Even the smallest incident may furnish a theme for the dance. The hula
songs are not composed by mortals but taught by the Pele spirits to
worshipers of Pele. Those who learn the dances are supposed to be
possessed by the spirit of the Pele goddess of the dance. An error in
the step shows that the patroness has rejected the dancer. Since Hi‘iaka
is the supreme patroness of the hula, all prayer chants for the hula
ceremonies are "named under" Hi‘iaka, even those dedicated to Ku and
Hina. A chant that is "named" to a person becomes that person's
property, no matter if it was composed in honor of another person, just
as any other piece of property may be passed on to another. All prayer
chants (mele pule) dedicated to Hi‘iaka are prayers of the ancients.

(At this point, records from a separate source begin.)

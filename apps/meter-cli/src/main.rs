//! # Hailmeter Command-Line Harness
//!
//! Drives the meter stack end to end without the driver app.
//!
//! ## Commands
//! ```text
//! ┌─────────────────────────────────────────────────────────────────────────┐
//! │                                                                         │
//! │  hailmeter replay <trace.json> --pricing <pricing.toml>                │
//! │     trace ──► ReplayLocationProvider ──► TripController                 │
//! │                                              │                          │
//! │                                   start_trip ▼ run ▼ end_trip           │
//! │                                              │                          │
//! │                                   TripOutcome JSON on stdout            │
//! │                                                                         │
//! │  hailmeter drain     one outbox drain with $HAILMETER_TOKEN            │
//! │  hailmeter status    pending outbox count + persisted trip             │
//! │                                                                         │
//! └─────────────────────────────────────────────────────────────────────────┘
//! ```
//!
//! ## Startup Sequence
//! 1. Initialize tracing (logging)
//! 2. Load `hailmeter.toml` and `HAILMETER_*` overrides
//! 3. Open the database & run migrations
//! 4. Build the backend client (offline stand-in when no URL is set)
//! 5. Run the command

use std::path::{Path, PathBuf};
use std::process::ExitCode;
use std::sync::Arc;
use std::time::Duration;

use clap::{Parser, Subcommand};
use serde::Serialize;
use thiserror::Error;
use tracing::{debug, info, warn};
use tracing_subscriber::EnvFilter;

use hailmeter_core::{
    FlatRateOption, LocationSample, MeterStatus, Money, PricingConfig, TripContext,
};
use hailmeter_db::{ActiveTrip, Database, DbConfig, DbError};
use hailmeter_sync::{
    CompletionApi, CredentialSource, HailmeterConfig, HttpCompletionApi, LocationProvider,
    OfflineApi, ReplayLocationProvider, StaticCredentials, SubmissionPipeline, SyncError,
    TripController, TripOutcome,
};

/// Environment variable holding the driver's bearer token.
const TOKEN_ENV: &str = "HAILMETER_TOKEN";

const DEFAULT_LOG_FILTER: &str = "info,hailmeter=debug,sqlx=warn";

// =============================================================================
// Arguments
// =============================================================================

/// Hailmeter - taxi trip meter harness
#[derive(Parser)]
#[command(name = "hailmeter")]
#[command(version)]
#[command(about = "Replay GPS traces through the meter and manage the offline outbox", long_about = None)]
struct Cli {
    /// Config file (defaults to the platform config dir)
    #[arg(long, global = true)]
    config: Option<PathBuf>,

    #[command(subcommand)]
    command: Commands,
}

#[derive(Subcommand)]
enum Commands {
    /// Replay a recorded trace as one complete trip
    Replay {
        /// JSON array of location samples
        trace: PathBuf,

        /// Pricing TOML file
        #[arg(long)]
        pricing: PathBuf,

        #[arg(long, default_value_t = 1)]
        passengers: u32,

        /// Charge a flat rate (in cents) instead of the meter
        #[arg(long)]
        flat_rate_cents: Option<i64>,

        /// Complete this dispatched booking; omit for a street hail
        #[arg(long)]
        booking_id: Option<String>,

        /// Delay between samples in milliseconds
        #[arg(long, default_value_t = 0)]
        pace_ms: u64,

        /// Throw away a trip left on the meter by an earlier run
        #[arg(long)]
        discard_active: bool,
    },

    /// Drain the outbox once
    Drain,

    /// Show pending outbox entries and any persisted trip
    Status,
}

// =============================================================================
// Errors
// =============================================================================

#[derive(Debug, Error)]
enum CliError {
    #[error(transparent)]
    Sync(#[from] SyncError),

    #[error(transparent)]
    Database(#[from] DbError),

    #[error("Could not read {path}: {source}")]
    Read {
        path: PathBuf,
        source: std::io::Error,
    },

    #[error("Invalid trace {path}: {source}")]
    Trace {
        path: PathBuf,
        source: serde_json::Error,
    },

    #[error("Invalid pricing {path}: {source}")]
    Pricing {
        path: PathBuf,
        source: toml::de::Error,
    },

    #[error("Trace {0} contains no samples")]
    EmptyTrace(PathBuf),

    #[error("A trip is already on the meter ({status:?}); pass --discard-active to drop it")]
    TripInProgress { status: MeterStatus },

    #[error("No database path could be determined")]
    NoDatabasePath,

    #[error("Failed to create {path}: {source}")]
    CreateDir {
        path: PathBuf,
        source: std::io::Error,
    },

    #[error("Failed to encode output: {0}")]
    Output(#[from] serde_json::Error),
}

type CliResult<T> = Result<T, CliError>;

// =============================================================================
// Entry Point
// =============================================================================

#[tokio::main]
async fn main() -> ExitCode {
    init_tracing();
    let cli = Cli::parse();

    match run(cli).await {
        Ok(()) => ExitCode::SUCCESS,
        Err(e) => {
            eprintln!("error: {e}");
            ExitCode::FAILURE
        }
    }
}

async fn run(cli: Cli) -> CliResult<()> {
    let config = HailmeterConfig::load(cli.config)?;
    let db = open_database(&config).await?;

    let result = match cli.command {
        Commands::Replay {
            trace,
            pricing,
            passengers,
            flat_rate_cents,
            booking_id,
            pace_ms,
            discard_active,
        } => {
            let context = trip_context(booking_id, passengers, flat_rate_cents);
            let options = ReplayOptions {
                trace,
                pricing,
                context,
                pacing: Duration::from_millis(pace_ms),
                discard_active,
            };
            cmd_replay(&config, db.clone(), options).await
        }
        Commands::Drain => cmd_drain(&config, db.clone()).await,
        Commands::Status => cmd_status(db.clone()).await,
    };

    db.close().await;
    result
}

/// Initializes the tracing subscriber for structured logging.
///
/// Logs go to stderr so command output on stdout stays machine-readable.
///
/// ## Log Levels
/// - `RUST_LOG=debug` - Show debug messages
/// - `RUST_LOG=hailmeter_sync=trace` - Trace the sync crate only
/// - Default: `info,hailmeter=debug,sqlx=warn`
fn init_tracing() {
    let filter = log_filter(std::env::var(EnvFilter::DEFAULT_ENV).ok());

    tracing_subscriber::fmt()
        .with_env_filter(filter)
        .with_writer(std::io::stderr)
        .init();
}

/// `RUST_LOG` directives when they parse, the default filter otherwise.
fn log_filter(directives: Option<String>) -> EnvFilter {
    directives
        .and_then(|d| EnvFilter::try_new(d).ok())
        .unwrap_or_else(|| EnvFilter::new(DEFAULT_LOG_FILTER))
}

// =============================================================================
// Wiring
// =============================================================================

async fn open_database(config: &HailmeterConfig) -> CliResult<Database> {
    let path = config.database_path().ok_or(CliError::NoDatabasePath)?;

    if let Some(parent) = path.parent().filter(|p| !p.as_os_str().is_empty()) {
        std::fs::create_dir_all(parent).map_err(|source| CliError::CreateDir {
            path: parent.to_path_buf(),
            source,
        })?;
    }

    info!(path = %path.display(), "Opening database");
    Ok(Database::new(DbConfig::new(path)).await?)
}

fn completion_api(config: &HailmeterConfig) -> CliResult<Arc<dyn CompletionApi>> {
    if config.backend_url().is_some() {
        Ok(Arc::new(HttpCompletionApi::from_settings(&config.backend)?))
    } else {
        warn!("No backend URL configured; finished trips stay in the outbox");
        Ok(Arc::new(OfflineApi))
    }
}

fn pipeline(config: &HailmeterConfig, db: Database) -> CliResult<Arc<SubmissionPipeline>> {
    let api = completion_api(config)?;
    Ok(Arc::new(SubmissionPipeline::new(db, api, config.outbox.clone())))
}

fn trip_context(booking_id: Option<String>, passengers: u32, flat_rate_cents: Option<i64>) -> TripContext {
    let mut context = match booking_id {
        Some(id) => TripContext::for_booking(id),
        None => TripContext::flagdown(),
    };
    context.passenger_count = passengers.max(1);
    context.flat_rate = flat_rate_cents.map(|cents| FlatRateOption {
        id: "cli-flat".to_string(),
        label: "Flat rate".to_string(),
        amount: Money::from_cents(cents),
    });
    context
}

fn read_file(path: &Path) -> CliResult<String> {
    std::fs::read_to_string(path).map_err(|source| CliError::Read {
        path: path.to_path_buf(),
        source,
    })
}

fn load_trace(path: &Path) -> CliResult<Vec<LocationSample>> {
    let samples: Vec<LocationSample> =
        serde_json::from_str(&read_file(path)?).map_err(|source| CliError::Trace {
            path: path.to_path_buf(),
            source,
        })?;
    if samples.is_empty() {
        return Err(CliError::EmptyTrace(path.to_path_buf()));
    }
    Ok(samples)
}

fn load_pricing(path: &Path) -> CliResult<PricingConfig> {
    toml::from_str(&read_file(path)?).map_err(|source| CliError::Pricing {
        path: path.to_path_buf(),
        source,
    })
}

fn print_json<T: Serialize>(value: &T) -> CliResult<()> {
    println!("{}", serde_json::to_string_pretty(value)?);
    Ok(())
}

// =============================================================================
// Commands
// =============================================================================

struct ReplayOptions {
    trace: PathBuf,
    pricing: PathBuf,
    context: TripContext,
    pacing: Duration,
    discard_active: bool,
}

async fn cmd_replay(config: &HailmeterConfig, db: Database, options: ReplayOptions) -> CliResult<()> {
    let samples = load_trace(&options.trace)?;
    let pricing = load_pricing(&options.pricing)?;
    info!(samples = samples.len(), "Trace loaded");

    let location = Arc::new(ReplayLocationProvider::new(samples).with_pacing(options.pacing));
    let credentials: Arc<dyn CredentialSource> = Arc::new(StaticCredentials::from_env(TOKEN_ENV));
    let controller = TripController::new(
        db.clone(),
        pipeline(config, db)?,
        location.clone(),
        credentials,
        config.meter.clone(),
    )
    .with_driver_id(config.driver_id().map(str::to_string));

    match controller.hydrate().await? {
        MeterStatus::Idle => {}
        MeterStatus::Completed => {
            // Died while settling last time; finish that trip first
            let outcome = controller.end_trip().await?;
            info!(trip_id = %outcome.summary.trip_id, "Settled trip left by an earlier run");
            print_json(&outcome)?;
        }
        status if options.discard_active => {
            warn!(status = ?status, "Discarding trip left on the meter");
            controller.reset().await?;
        }
        status => return Err(CliError::TripInProgress { status }),
    }

    let trip_id = controller.start_trip(pricing, options.context).await?;
    debug!(trip_id = %trip_id, "Replaying trace");

    controller.run(location.subscribe()).await?;

    let outcome: TripOutcome = controller.end_trip().await?;
    controller.take_summary(&trip_id).await;
    print_json(&outcome)
}

async fn cmd_drain(config: &HailmeterConfig, db: Database) -> CliResult<()> {
    let pipeline = pipeline(config, db)?;
    let credentials = StaticCredentials::from_env(TOKEN_ENV);

    match pipeline.drain_with(&credentials).await? {
        Some(report) => print_json(&report),
        None => {
            warn!("{TOKEN_ENV} is not set; nothing was sent");
            Ok(())
        }
    }
}

#[derive(Serialize)]
#[serde(rename_all = "camelCase")]
struct StatusReport {
    pending_outbox: i64,
    active_trip: Option<ActiveTrip>,
}

async fn cmd_status(db: Database) -> CliResult<()> {
    let report = StatusReport {
        pending_outbox: db.outbox().count_pending().await?,
        active_trip: db.active_trip().load().await?,
    };
    print_json(&report)
}
//! # Database Migrations
//!
//! Embedded SQL migrations for Hailmeter.
//!
//! ## How Migrations Work
//! ```text
//! ┌─────────────────────────────────────────────────────────────────────────┐
//! │                      Migration Process                                  │
//! │                                                                         │
//! │  Database::new                                                         │
//! │       │                                                                 │
//! │       ▼                                                                 │
//! │  Check _sqlx_migrations table (create if missing)                      │
//! │       │                                                                 │
//! │       ▼                                                                 │
//! │  Compare embedded migrations vs applied                                │
//! │       │                                                                 │
//! │       └── 001_initial_schema.sql  active_trip, trip_outbox             │
//! │       │                                                                 │
//! │       ▼                                                                 │
//! │  Run pending migrations in order, record each one                      │
//! └─────────────────────────────────────────────────────────────────────────┘
//! ```
//!
//! Never edit an applied migration; add `NNN_description.sql` instead. An
//! outbox written by an older build must stay drainable after an upgrade.

use sqlx::SqlitePool;
use tracing::info;

use crate::error::DbResult;

/// Embedded migrations from the workspace `migrations/sqlite` directory.
static MIGRATOR: sqlx::migrate::Migrator = sqlx::migrate!("../../migrations/sqlite");

/// Runs all pending database migrations. Idempotent.
pub async fn run_migrations(pool: &SqlitePool) -> DbResult<()> {
    info!("Checking for pending migrations");

    MIGRATOR.run(pool).await?;

    info!("All migrations applied successfully");
    Ok(())
}

/// Returns `(total_migrations, applied_migrations)` for diagnostics.
pub async fn migration_status(pool: &SqlitePool) -> DbResult<(usize, usize)> {
    let total = MIGRATOR.migrations.len();

    let applied: i64 = sqlx::query_scalar("SELECT COUNT(*) FROM _sqlx_migrations")
        .fetch_one(pool)
        .await
        .unwrap_or(0);

    Ok((total, applied as usize))
}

Training in the hula does not include the whole
art of sorcery but every hula master must know the prayers to ward off
sorcery (pule pale) and each pupil learns such a prayer for his
protection. Even as late as Kalakaua's time kahunas were educated as
priests of Pele. Some who wished to study sorcery would stay for a year
or more at the volcano, make sacrifice, and dream a chant. This chant
they would dedicate to Pele or Hi‘iaka. In offering sacrifice the kahuna
must get all four gods to "work" with him by invoking each in prayer. He
must include also the ancestral gods (kumu-akua), the guardian gods (aumakua),
the deified gods (unihi). He would call upon "All the original ancestors
of chiefs" (Na kumu-ali‘i a pau loa o ka po), "The descendants of
chiefs" (Na-lala-ali‘i), "The chiefs who were last of their line" (Na-welau-ali‘i).

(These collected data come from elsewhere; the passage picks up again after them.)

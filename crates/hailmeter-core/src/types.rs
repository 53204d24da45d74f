//! # Domain Types
//!
//! Value types shared by the meter, the fare calculator and the outbox.
//!
//! ## Type Map
//! ```text
//! ┌─────────────────────────────────────────────────────────────────────────┐
//! │                         Domain Types                                    │
//! │                                                                         │
//! │  ┌─────────────────┐   ┌─────────────────┐   ┌─────────────────┐       │
//! │  │ LocationSample  │   │  PricingConfig  │   │   TripContext   │       │
//! │  │  ─────────────  │   │  ─────────────  │   │  ─────────────  │       │
//! │  │  coordinate     │   │  fare_per_mile  │   │  booking_id     │       │
//! │  │  timestamp_ms   │   │  wait_per_min   │   │  passengers     │       │
//! │  │  speed_mps?     │   │  minimum_fare   │   │  other_fees     │       │
//! │  │  accuracy_m?    │   │  surge, rounding│   │  flat_rate?     │       │
//! │  └─────────────────┘   └─────────────────┘   └─────────────────┘       │
//! │                                                                         │
//! │  ┌─────────────────┐   ┌─────────────────┐   ┌─────────────────┐       │
//! │  │   Multiplier    │   │  RoundingMode   │   │   OutboxKind    │       │
//! │  │  ─────────────  │   │  ─────────────  │   │  ─────────────  │       │
//! │  │  bps (u32)      │   │  None           │   │  StatusUpdate   │       │
//! │  │  15000 = 1.5x   │   │  Nearest0_25 …  │   │  FlagdownThen…  │       │
//! │  └─────────────────┘   └─────────────────┘   └─────────────────┘       │
//! └─────────────────────────────────────────────────────────────────────────┘
//! ```
//!
//! `PricingConfig` is fetched before a trip and never mutated while the trip
//! runs; the engine copies it into the snapshot so a restarted process prices
//! the trip with the same rules it started with.

use serde::{Deserialize, Serialize};
use ts_rs::TS;

use crate::geo::Coordinate;
use crate::money::Money;

// =============================================================================
// Multiplier
// =============================================================================

/// A multiplier represented in basis points (bps).
///
/// 10_000 bps = 1.0x, 15_000 bps = 1.5x. Integer storage keeps surge pricing
/// exact and comparable.
#[derive(Debug, Clone, Copy, PartialEq, Eq, PartialOrd, Ord, Serialize, Deserialize, TS)]
#[ts(export)]
pub struct Multiplier(u32);

impl Multiplier {
    /// Basis points for a neutral multiplier.
    pub const ONE_BPS: u32 = 10_000;

    /// Creates a multiplier from basis points.
    #[inline]
    pub const fn from_bps(bps: u32) -> Self {
        Multiplier(bps)
    }

    /// Creates a multiplier from a factor (1.5 → 15_000 bps).
    ///
    /// Non-finite or negative factors collapse to zero.
    pub fn from_factor(factor: f64) -> Self {
        if !factor.is_finite() || factor <= 0.0 {
            return Multiplier(0);
        }
        Multiplier((factor * Self::ONE_BPS as f64).round() as u32)
    }

    /// The neutral 1.0x multiplier.
    #[inline]
    pub const fn one() -> Self {
        Multiplier(Self::ONE_BPS)
    }

    /// Returns the multiplier in basis points.
    #[inline]
    pub const fn bps(&self) -> u32 {
        self.0
    }

    /// Returns the multiplier as a factor (for display only).
    #[inline]
    pub fn factor(&self) -> f64 {
        self.0 as f64 / Self::ONE_BPS as f64
    }

    /// True when the multiplier would raise a price.
    #[inline]
    pub const fn is_above_one(&self) -> bool {
        self.0 > Self::ONE_BPS
    }
}

impl Default for Multiplier {
    fn default() -> Self {
        Multiplier::one()
    }
}

// =============================================================================
// Location Sample
// =============================================================================

/// One reading from the device location provider.
///
/// The meter never originates samples; they arrive from the platform and may
/// be duplicated, delayed or out of order.
#[derive(Debug, Clone, Copy, PartialEq, Serialize, Deserialize, TS)]
#[ts(export)]
#[serde(rename_all = "camelCase")]
pub struct LocationSample {
    pub coordinate: Coordinate,

    /// Fix time in Unix milliseconds.
    pub timestamp_ms: i64,

    /// Speed reported by the sensor, metres per second. Negative means unknown
    /// on most platforms.
    #[serde(default)]
    pub speed_mps: Option<f64>,

    #[serde(default)]
    pub heading_deg: Option<f64>,

    #[serde(default)]
    pub accuracy_m: Option<f64>,
}

impl LocationSample {
    /// Creates a sample with only position and time.
    pub fn new(coordinate: Coordinate, timestamp_ms: i64) -> Self {
        LocationSample {
            coordinate,
            timestamp_ms,
            speed_mps: None,
            heading_deg: None,
            accuracy_m: None,
        }
    }

    /// Sets the reported speed.
    pub fn with_speed(mut self, speed_mps: f64) -> Self {
        self.speed_mps = Some(speed_mps);
        self
    }

    /// Sets the reported accuracy radius.
    pub fn with_accuracy(mut self, accuracy_m: f64) -> Self {
        self.accuracy_m = Some(accuracy_m);
        self
    }
}

// =============================================================================
// Rounding Mode
// =============================================================================

/// How a metered total is rounded for the passenger.
#[derive(Debug, Clone, Copy, PartialEq, Eq, Default, Serialize, Deserialize, TS)]
#[ts(export)]
pub enum RoundingMode {
    #[default]
    #[serde(rename = "none")]
    None,
    #[serde(rename = "nearest_0.1")]
    Nearest0_10,
    #[serde(rename = "nearest_0.25")]
    Nearest0_25,
    #[serde(rename = "nearest_0.5")]
    Nearest0_50,
    #[serde(rename = "nearest_1")]
    Nearest1,
}

impl RoundingMode {
    /// Rounding step in cents; zero means no rounding.
    pub const fn step_cents(&self) -> i64 {
        match self {
            RoundingMode::None => 0,
            RoundingMode::Nearest0_10 => 10,
            RoundingMode::Nearest0_25 => 25,
            RoundingMode::Nearest0_50 => 50,
            RoundingMode::Nearest1 => 100,
        }
    }
}

impl std::fmt::Display for RoundingMode {
    fn fmt(&self, f: &mut std::fmt::Formatter<'_>) -> std::fmt::Result {
        match self {
            RoundingMode::None => write!(f, "none"),
            RoundingMode::Nearest0_10 => write!(f, "nearest_0.1"),
            RoundingMode::Nearest0_25 => write!(f, "nearest_0.25"),
            RoundingMode::Nearest0_50 => write!(f, "nearest_0.5"),
            RoundingMode::Nearest1 => write!(f, "nearest_1"),
        }
    }
}

// =============================================================================
// Pricing Configuration
// =============================================================================

/// Pricing rules for one trip, as delivered by the pricing boundary.
///
/// All amounts are cents. Optional knobs fall back to the defaults below when
/// the backend omits them.
#[derive(Debug, Clone, PartialEq, Serialize, Deserialize, TS)]
#[ts(export)]
#[serde(rename_all = "camelCase")]
pub struct PricingConfig {
    pub fare_per_mile: Money,

    pub wait_time_per_minute: Money,

    #[serde(default)]
    pub base_fare: Money,

    /// Zero disables the minimum.
    #[serde(default)]
    pub minimum_fare: Money,

    /// Charged once for every passenger beyond the first.
    #[serde(default)]
    pub extra_passenger_fare: Money,

    /// At or below this speed the taxi is considered waiting.
    #[serde(default = "default_wait_trigger_speed_mph")]
    pub wait_trigger_speed_mph: f64,

    /// Leading seconds of every idle period that are never billed.
    #[serde(default = "default_idle_grace_period_seconds")]
    pub idle_grace_period_seconds: f64,

    #[serde(default)]
    pub surge_enabled: bool,

    #[serde(default)]
    pub surge_multiplier: Multiplier,

    #[serde(default)]
    pub meter_rounding_mode: RoundingMode,
}

fn default_wait_trigger_speed_mph() -> f64 {
    3.0
}

fn default_idle_grace_period_seconds() -> f64 {
    45.0
}

impl PricingConfig {
    /// Creates a config with the two mandatory rates and defaults elsewhere.
    pub fn new(fare_per_mile: Money, wait_time_per_minute: Money) -> Self {
        PricingConfig {
            fare_per_mile,
            wait_time_per_minute,
            base_fare: Money::zero(),
            minimum_fare: Money::zero(),
            extra_passenger_fare: Money::zero(),
            wait_trigger_speed_mph: default_wait_trigger_speed_mph(),
            idle_grace_period_seconds: default_idle_grace_period_seconds(),
            surge_enabled: false,
            surge_multiplier: Multiplier::one(),
            meter_rounding_mode: RoundingMode::None,
        }
    }

    /// Wait trigger speed, falling back to the default when the configured
    /// value is unusable.
    pub fn effective_wait_trigger_mph(&self) -> f64 {
        if self.wait_trigger_speed_mph.is_finite() && self.wait_trigger_speed_mph >= 0.0 {
            self.wait_trigger_speed_mph
        } else {
            default_wait_trigger_speed_mph()
        }
    }

    /// Idle grace period clamped to zero or more.
    pub fn effective_grace_seconds(&self) -> f64 {
        if self.idle_grace_period_seconds.is_finite() && self.idle_grace_period_seconds > 0.0 {
            self.idle_grace_period_seconds
        } else {
            0.0
        }
    }

    /// Replaces the float knobs with their effective values.
    ///
    /// JSON has no NaN or infinity, so a config stored in a snapshot must
    /// hold finite numbers only.
    pub fn sanitized(mut self) -> Self {
        self.wait_trigger_speed_mph = self.effective_wait_trigger_mph();
        self.idle_grace_period_seconds = self.effective_grace_seconds();
        self
    }
}

impl Default for PricingConfig {
    fn default() -> Self {
        PricingConfig::new(Money::zero(), Money::zero())
    }
}

// =============================================================================
// Flat Rates and Fees
// =============================================================================

/// A fixed-price option offered by the pricing boundary (e.g. "Airport").
#[derive(Debug, Clone, PartialEq, Eq, Serialize, Deserialize, TS)]
#[ts(export)]
#[serde(rename_all = "camelCase")]
pub struct FlatRateOption {
    pub id: String,
    pub label: String,
    pub amount: Money,
}

/// One additional fee line (tolls, airport access, …).
#[derive(Debug, Clone, PartialEq, Eq, Serialize, Deserialize, TS)]
#[ts(export)]
#[serde(rename_all = "camelCase")]
pub struct OtherFee {
    pub label: String,
    pub amount: Money,
}

impl OtherFee {
    pub fn new(label: impl Into<String>, amount: Money) -> Self {
        OtherFee {
            label: label.into(),
            amount,
        }
    }
}

// =============================================================================
// Trip Context
// =============================================================================

/// Driver-entered trip details that the meter itself does not measure.
#[derive(Debug, Clone, PartialEq, Serialize, Deserialize, TS)]
#[ts(export)]
#[serde(rename_all = "camelCase")]
pub struct TripContext {
    /// Dispatched booking being completed. `None` for a street hail
    /// (flagdown), which the backend learns about only at completion.
    #[serde(default)]
    pub booking_id: Option<String>,

    #[serde(default = "default_passenger_count")]
    pub passenger_count: u32,

    #[serde(default)]
    pub other_fees: Vec<OtherFee>,

    /// Selected flat-rate option, if the trip is not metered.
    #[serde(default)]
    pub flat_rate: Option<FlatRateOption>,
}

fn default_passenger_count() -> u32 {
    1
}

impl TripContext {
    /// Context for a dispatched booking with one passenger.
    pub fn for_booking(booking_id: impl Into<String>) -> Self {
        TripContext {
            booking_id: Some(booking_id.into()),
            ..Default::default()
        }
    }

    /// Context for a street hail.
    pub fn flagdown() -> Self {
        TripContext::default()
    }

    /// True when this trip has no backend booking yet.
    pub fn is_flagdown(&self) -> bool {
        self.booking_id.is_none()
    }
}

impl Default for TripContext {
    fn default() -> Self {
        TripContext {
            booking_id: None,
            passenger_count: default_passenger_count(),
            other_fees: Vec::new(),
            flat_rate: None,
        }
    }
}

// =============================================================================
// Outbox Kind
// =============================================================================

/// The logical network operation an outbox entry represents.
#[derive(Debug, Clone, Copy, PartialEq, Eq, Serialize, Deserialize, TS)]
#[cfg_attr(feature = "sqlx", derive(sqlx::Type))]
#[cfg_attr(feature = "sqlx", sqlx(rename_all = "snake_case"))]
#[ts(export)]
#[serde(rename_all = "snake_case")]
pub enum OutboxKind {
    /// Complete an existing dispatched booking.
    StatusUpdate,
    /// Create a driver-initiated booking, then complete it.
    FlagdownThenComplete,
}

impl std::fmt::Display for OutboxKind {
    fn fmt(&self, f: &mut std::fmt::Formatter<'_>) -> std::fmt::Result {
        match self {
            OutboxKind::StatusUpdate => write!(f, "status_update"),
            OutboxKind::FlagdownThenComplete => write!(f, "flagdown_then_complete"),
        }
    }
}

// =============================================================================
// Unit Tests
// =============================================================================

#[cfg(test)]
mod tests {
    use super::*;

    #[test]
    fn test_multiplier_from_factor() {
        assert_eq!(Multiplier::from_factor(1.5).bps(), 15_000);
        assert_eq!(Multiplier::from_factor(f64::NAN).bps(), 0);
        assert!(Multiplier::from_factor(1.01).is_above_one());
        assert!(!Multiplier::one().is_above_one());
    }

    #[test]
    fn test_rounding_mode_serde_names() {
        let json = serde_json::to_string(&RoundingMode::Nearest0_25).unwrap();
        assert_eq!(json, "\"nearest_0.25\"");

        let parsed: RoundingMode = serde_json::from_str("\"nearest_1\"").unwrap();
        assert_eq!(parsed, RoundingMode::Nearest1);
        assert_eq!(parsed.step_cents(), 100);
    }

    #[test]
    fn test_pricing_defaults_from_sparse_json() {
        let json = r#"{"farePerMile": 250, "waitTimePerMinute": 40}"#;
        let config: PricingConfig = serde_json::from_str(json).unwrap();

        assert_eq!(config.fare_per_mile.cents(), 250);
        assert_eq!(config.base_fare, Money::zero());
        assert_eq!(config.wait_trigger_speed_mph, 3.0);
        assert_eq!(config.idle_grace_period_seconds, 45.0);
        assert_eq!(config.surge_multiplier, Multiplier::one());
        assert_eq!(config.meter_rounding_mode, RoundingMode::None);
    }

    #[test]
    fn test_effective_knobs_fall_back() {
        let mut config = PricingConfig::default();
        config.wait_trigger_speed_mph = f64::NAN;
        config.idle_grace_period_seconds = -10.0;
        assert_eq!(config.effective_wait_trigger_mph(), 3.0);
        assert_eq!(config.effective_grace_seconds(), 0.0);
    }

    #[test]
    fn test_trip_context_defaults() {
        let ctx: TripContext = serde_json::from_str("{}").unwrap();
        assert!(ctx.is_flagdown());
        assert_eq!(ctx.passenger_count, 1);
        assert!(!TripContext::for_booking("bk-1").is_flagdown());
    }
}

Dance motives are directly incorporated into the
Pele and Hi‘iaka story. One such is drawn about the figure of Hopoe, the
beloved girl friend of Hi‘iaka.
Hopoe is first seen by Hi‘iaka dancing a hula
beside the sea Nanahuki in Puna district. Hi‘iaka takes her for a
favorite. For her Hi‘iaka plants the forests of red and white blossoming
lehua to be found in that region. A flowering lehua tree is hence her
emblem. When she is overwhelmed by Pele's impatient wrath she becomes
changed into a rock, which used to stand balanced like a dancing figure
just as the girl was caught by the lava, but is now fallen and lies near
Keaau in Puna.
Another dance incident is that of the maimed
spirit who inspired the affection of Wahine-omao, a scene represented in
the hula mu‘umu‘u (cut off). A third is the reference to Kilinoe, the
famous hula teacher of Kauai whose "unike, or sign of an expert," is
essential to one who would dance the hula in public on Kauai. Rice makes
her the sister of Lohiau, Emerson connects her with the sirens who steal
away Lohiau's body. A Malo note gives the name to a (male) god of
cliffs.
The most complete of these dance motives is to be
found in the episode at Pele-ula's home in Nu‘uanu valley where the two
women compete in dance and chanted improvisation for the possession of a
lover. The land of Pele-ula on Oahu has been placed by McAllister where
Vineyard street crosses the Nu‘uanu stream. The soft rain that comes
down the valley only as far as the present Judd street is still called
"the rain of Wa‘ahila of Nu‘uanu" (ka ua Wa‘ahila-o-Nu‘uanu) after a
chiefess whose name is commemorated in a hula in which she excelled and
which was a favorite of Pele-ula. The competition is represented as
taking place during a kilu game, a popular pastime of chiefs comparable
to our own kissing games but a step more erotic, and including
exhibitions of dance and song which called for the highest development
of skill in these arts. The scene is placed on Oahu during Hi‘iaka's
return trip after the restoration of Lohiau in Kauai, but there is
reason to suppose that it belongs actually after Pele's outburst of
anger and the second restoration of Lohiau, and represents Pele's final
effort to win back her lover from her younger sister. This supposition
is supported by the fact that in Rice's version Hi‘iaka and Lohiau meet
at Pele-ula's home on Oahu after Lohiau's second restoration to life.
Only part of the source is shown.